I have experience of open source software, but not of medical devices. As I understand it, class 3 medical devices support or sustain human life, so I imagine you’d like the software not to fail
On open source software in general: software costs time and effort to maintain. Many companies that use open source software engage engineers to maintain it, because they cannot be sure the open source community will fix the bugs they care about and add new features in the timescales their customers demand. They find it’s not really “free” and the costs of maintaining it, in terms of software engineering effort, can be as high as those of purchasing a commercial product. (I did the math once, it was scary.) That’s not to say open source is bad, it can be good and there can be benefits; but the apparently-free downloads can be deceptive in terms of costs. What this means is you might want to identify one or a few engineers to ride herd on the open source stuff, and thoroughly validate new versions before incorporating them into your product.
On verifying it: you could inspect the code since it’s open source, but I imagine that would be expensive and low in value because there would be too much to learn. I assume you’ll test it. I would caution you on managing changes: when you download a new version, regression test it very carefully to make sure that everything still works properly. One open source product I dealt with a few years ago was notorious for being unstable: every new feature would break one or more existing features. The “goodness” of the software quality depends very much on the team leading the open source development.
On inspecting your own code: research indicates that code inspection is very cost-effective at finding bugs.

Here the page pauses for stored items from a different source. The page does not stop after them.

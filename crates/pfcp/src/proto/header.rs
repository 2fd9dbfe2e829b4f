// SPDX-License-Identifier: Apache-2.0 OR MIT
// Copyright (c) 2025-2026 naskel.com

//! PFCP common message header (TS 29.244 Sec.7.2.2).
//!
//! Wire layout:
//!
//! ```text
//!  0                   1                   2                   3
//!  0 1 2 3 4 5 6 7 8 9 0 1 2 3 4 5 6 7 8 9 0 1 2 3 4 5 6 7 8 9 0 1
//! +-------+-----+-+-+---------------+-------------------------------+
//! |version|spare|M|S| message type  |        message length         |
//! +-------+-----+-+-+---------------+-------------------------------+
//! |                   SEID (8 octets, present when S=1)             |
//! +-----------------------------------------------+---------------+
//! |          sequence number (3 octets)           | spare/MP prio |
//! +-----------------------------------------------+---------------+
//! ```
//!
//! The length field counts every octet *after* the length field itself.
//! Translators build full messages by appending IE bodies to
//! [`Header::encode`]; the stack itself never reads past the header.

use crate::error::{Error, Result};
use crate::proto::{MsgType, Seid, SeqNbr, SEQUENCE_MAX};

const FLAG_SEID: u8 = 0x01;
const FLAG_MP: u8 = 0x02;

/// Size of the fixed part of the header (up to and including the length field).
pub const FIXED_LEN: usize = 4;

/// Header size without SEID: flags + type + length + seq + spare.
pub const NODE_HEADER_LEN: usize = 8;

/// Header size with the 8-octet SEID.
pub const SESSION_HEADER_LEN: usize = 16;

/// Decoded PFCP common header.
#[derive(Debug, Clone, Copy, PartialEq, Eq)]
pub struct Header {
    pub version: u8,
    /// Message priority (4 bits), present when the MP flag is set.
    pub priority: Option<u8>,
    /// SEID, present in session-class messages (S flag).
    pub seid: Option<Seid>,
    pub msg_type: MsgType,
    pub seq_nbr: SeqNbr,
}

impl Header {
    /// Node-class header (no SEID).
    pub fn node(msg_type: MsgType, seq_nbr: SeqNbr) -> Self {
        Self { version: crate::proto::VERSION, priority: None, seid: None, msg_type, seq_nbr }
    }

    /// Session-class header carrying the target SEID.
    pub fn session(msg_type: MsgType, seid: Seid, seq_nbr: SeqNbr) -> Self {
        Self {
            version: crate::proto::VERSION,
            priority: None,
            seid: Some(seid),
            msg_type,
            seq_nbr,
        }
    }

    /// Encoded size of this header.
    pub fn encoded_len(&self) -> usize {
        if self.seid.is_some() { SESSION_HEADER_LEN } else { NODE_HEADER_LEN }
    }

    /// Encode the header followed by `body`, with the length field filled in.
    pub fn encode(&self, body: &[u8]) -> Vec<u8> {
        let mut out = Vec::with_capacity(self.encoded_len() + body.len());

        let mut flags = self.version << 5;
        if self.seid.is_some() {
            flags |= FLAG_SEID;
        }
        if self.priority.is_some() {
            flags |= FLAG_MP;
        }
        out.push(flags);
        out.push(self.msg_type);

        // length counts everything after the length field
        let length = (self.encoded_len() - FIXED_LEN + body.len()) as u16;
        out.extend_from_slice(&length.to_be_bytes());

        if let Some(seid) = self.seid {
            out.extend_from_slice(&seid.to_be_bytes());
        }

        let seq = self.seq_nbr & SEQUENCE_MAX;
        out.push((seq >> 16) as u8);
        out.push((seq >> 8) as u8);
        out.push(seq as u8);
        out.push(self.priority.map_or(0, |p| (p & 0x0F) << 4));

        out.extend_from_slice(body);
        out
    }

    /// Parse a header from the front of a datagram.
    ///
    /// Returns the header and the offset of the first IE octet. The length
    /// field is validated against the buffer; a short datagram is an error.
    pub fn parse(data: &[u8]) -> Result<(Self, usize)> {
        if data.len() < NODE_HEADER_LEN {
            return Err(Error::MalformedHeader(format!(
                "datagram too short for PFCP header ({} octets)",
                data.len()
            )));
        }

        let flags = data[0];
        let version = flags >> 5;
        let has_seid = flags & FLAG_SEID != 0;
        let has_priority = flags & FLAG_MP != 0;
        let msg_type = data[1];
        let length = u16::from_be_bytes([data[2], data[3]]) as usize;

        if data.len() < FIXED_LEN + length {
            return Err(Error::MalformedHeader(format!(
                "length field says {} octets but only {} present",
                length,
                data.len() - FIXED_LEN
            )));
        }

        let hdr_len = if has_seid { SESSION_HEADER_LEN } else { NODE_HEADER_LEN };
        if data.len() < hdr_len {
            return Err(Error::MalformedHeader("header truncated before sequence number".into()));
        }

        let mut off = FIXED_LEN;
        let seid = if has_seid {
            let mut raw = [0u8; 8];
            raw.copy_from_slice(&data[off..off + 8]);
            off += 8;
            Some(Seid::from_be_bytes(raw))
        } else {
            None
        };

        let seq_nbr = (u32::from(data[off]) << 16)
            | (u32::from(data[off + 1]) << 8)
            | u32::from(data[off + 2]);
        let prio_octet = data[off + 3];
        off += 4;

        Ok((
            Self {
                version,
                priority: has_priority.then_some(prio_octet >> 4),
                seid,
                msg_type,
                seq_nbr,
            },
            off,
        ))
    }
}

In real time embedded systems, which are common in medical devices, there are bugs (to do with synchronising real time events and memory management) that simply cannot be found in testing, occur once in a blue moon (that once could kill someone) and can easily be found in code inspections (e.g. for every allocation of memory, did we return it to the heap when finished?). Cost-effective code inspection doesn’t usually mean inspecting all the code. Typically I’d recommend sampling the complex code, the brand new code, and stuff written by novices; often, the engineers will know what they’d like someone to take a second look over. If you find errors, sample more of that kind of code; if not, less.
Here’s an example of code inspection: will this program work?
printf ("hello world);
Almost everyone spots the missing closing quotes – even people who can’t read C.
A final thought: What’s the cost if you let bugs out into the field? That would have some bearing on what it’s worth to manage the software quality, I’d imagine.
Hope this helps,